A. de B. : Il n'y a pas forcément matière à demander de nouveaux textes de loi. Il faudrait déjà que ceux qui existent soient appliqués. Par exemple, il y a un vrai problème par rapport aux services médicaux. Ainsi, il y a une certaine défiance à l'égard du médecin du travail, qui est perçu comme étant payé par le patron. Vis-à-vis du médecin-conseil de la Sécurité sociale, c'est plus complexe. Les retours ne sont pas positifs du tout. Ce médecin a un pouvoir important : il détermine le taux d'incapacité, l'invalidité. Mais cela se fait trop souvent dans des conditions humainement peu sereines, bloquant tout dialogue. Une personne en arrêt de travail voit surtout son médecin traitant. La coordination entre les trois médecins est quasi inexistante ; pourtant, un article de loi la prévoit, dès lors que l'arrêt de travail est supérieur à trois mois. Et lorsque le médecin du travail émet, en direction de l'employeur, des réserves ou préconisations, elles ne sont que rarement suivies. Concernant la formation, c'est le parcours du combattant. Il faudrait sérieusement réfléchir à un type d'accompagnement, dans la durée, pour maintenir en emploi les personnes handicapées. En effet, leur situation a tendance à se dégrader au fil des ans, tant en termes de santé qu'en termes d'effectivité de l'emploi.
Au cours de la douzaine d'années que vous venez de passer à la tête de la Fnath, comment a évolué, selon vous, la prise en compte du handicap dans le monde du travail ?

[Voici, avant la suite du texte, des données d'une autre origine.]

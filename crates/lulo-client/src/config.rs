//! Cluster configuration.
//!
//! Program addresses and instruction layouts come from the interface
//! description documents bundled at build time; the endpoint and explorer
//! are fixed per cluster.

use lulo_sol::{bytes_to_address, Pubkey};
use serde::{Deserialize, Serialize};

use crate::connection::Commitment;
use crate::error::ClientError;
use crate::idl::Idl;

const LULO_IDL: &str = include_str!("../idl/lulo.json");
const DEX_IDL: &str = include_str!("../idl/dex.json");

#[derive(Debug, Clone, Serialize, Deserialize)]
pub struct ClusterConfig {
    /// Cluster name as used in explorer links ("devnet", "mainnet-beta").
    pub cluster: String,
    pub rpc_url: String,
    pub explorer_url: String,
    pub commitment: Commitment,
    /// Invoice program interface.
    pub lulo: Idl,
    /// Marketplace program interface.
    pub dex: Idl,
}

impl ClusterConfig {
    /// Devnet with the bundled program interfaces.
    pub fn devnet() -> Result<Self, ClientError> {
        Self::from_idl_json(
            "devnet",
            "https://api.devnet.solana.com",
            LULO_IDL,
            DEX_IDL,
        )
    }

    pub fn from_idl_json(
        cluster: &str,
        rpc_url: &str,
        lulo_idl: &str,
        dex_idl: &str,
    ) -> Result<Self, ClientError> {
        let config = Self {
            cluster: cluster.to_string(),
            rpc_url: rpc_url.to_string(),
            explorer_url: "https://explorer.solana.com".to_string(),
            commitment: Commitment::Processed,
            lulo: Idl::from_json(lulo_idl)?,
            dex: Idl::from_json(dex_idl)?,
        };
        config.validate()?;
        Ok(config)
    }

    /// Both programs must carry an address, and they must differ.
    pub fn validate(&self) -> Result<(), ClientError> {
        let lulo = self.lulo_program_id()?;
        let dex = self.dex_program_id()?;
        if lulo == dex {
            return Err(ClientError::Config(
                "invoice and marketplace programs share an address".into(),
            ));
        }
        if self.rpc_url.is_empty() {
            return Err(ClientError::Config("rpc_url is empty".into()));
        }
        Ok(())
    }

    pub fn lulo_program_id(&self) -> Result<Pubkey, ClientError> {
        self.lulo.address()
    }

    pub fn dex_program_id(&self) -> Result<Pubkey, ClientError> {
        self.dex.address()
    }

    /// Explorer page for an account on this cluster.
    pub fn explorer_address_url(&self, address: &Pubkey) -> String {
        format!(
            "{}/address/{}?cluster={}",
            self.explorer_url,
            bytes_to_address(address),
            self.cluster
        )
    }

    /// Whether the cluster runs a faucet; mainnet does not.
    pub fn has_faucet(&self) -> bool {
        self.cluster != "mainnet-beta"
    }

    /// Explorer page for a transaction on this cluster.
    pub fn explorer_tx_url(&self, signature: &str) -> String {
        format!("{}/tx/{signature}?cluster={}", self.explorer_url, self.cluster)
    }
}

A. de B. : Je n'ai pas noté, hélas, grande amélioration. Les personnes handicapées connaissent, aujourd'hui encore, un taux de chômage deux fois plus élevé que la moyenne des salariés. Le maintien dans l'emploi est rare, la discrimination importante. Un employeur a du mal à voir une victime du travail en termes de compétences. Le positif : les travailleurs handicapés sont plus nombreux au sein des entreprises, même si c'est souvent à temps partiel imposé. Et côté prévention, on constate des progrès. Mais des sources d'inquiétude demeurent : la reprise des missions des CHSCT par les CSE, l'évolution de la médecine du travail, le nombre d'inspecteurs du travail, très en deçà des besoins.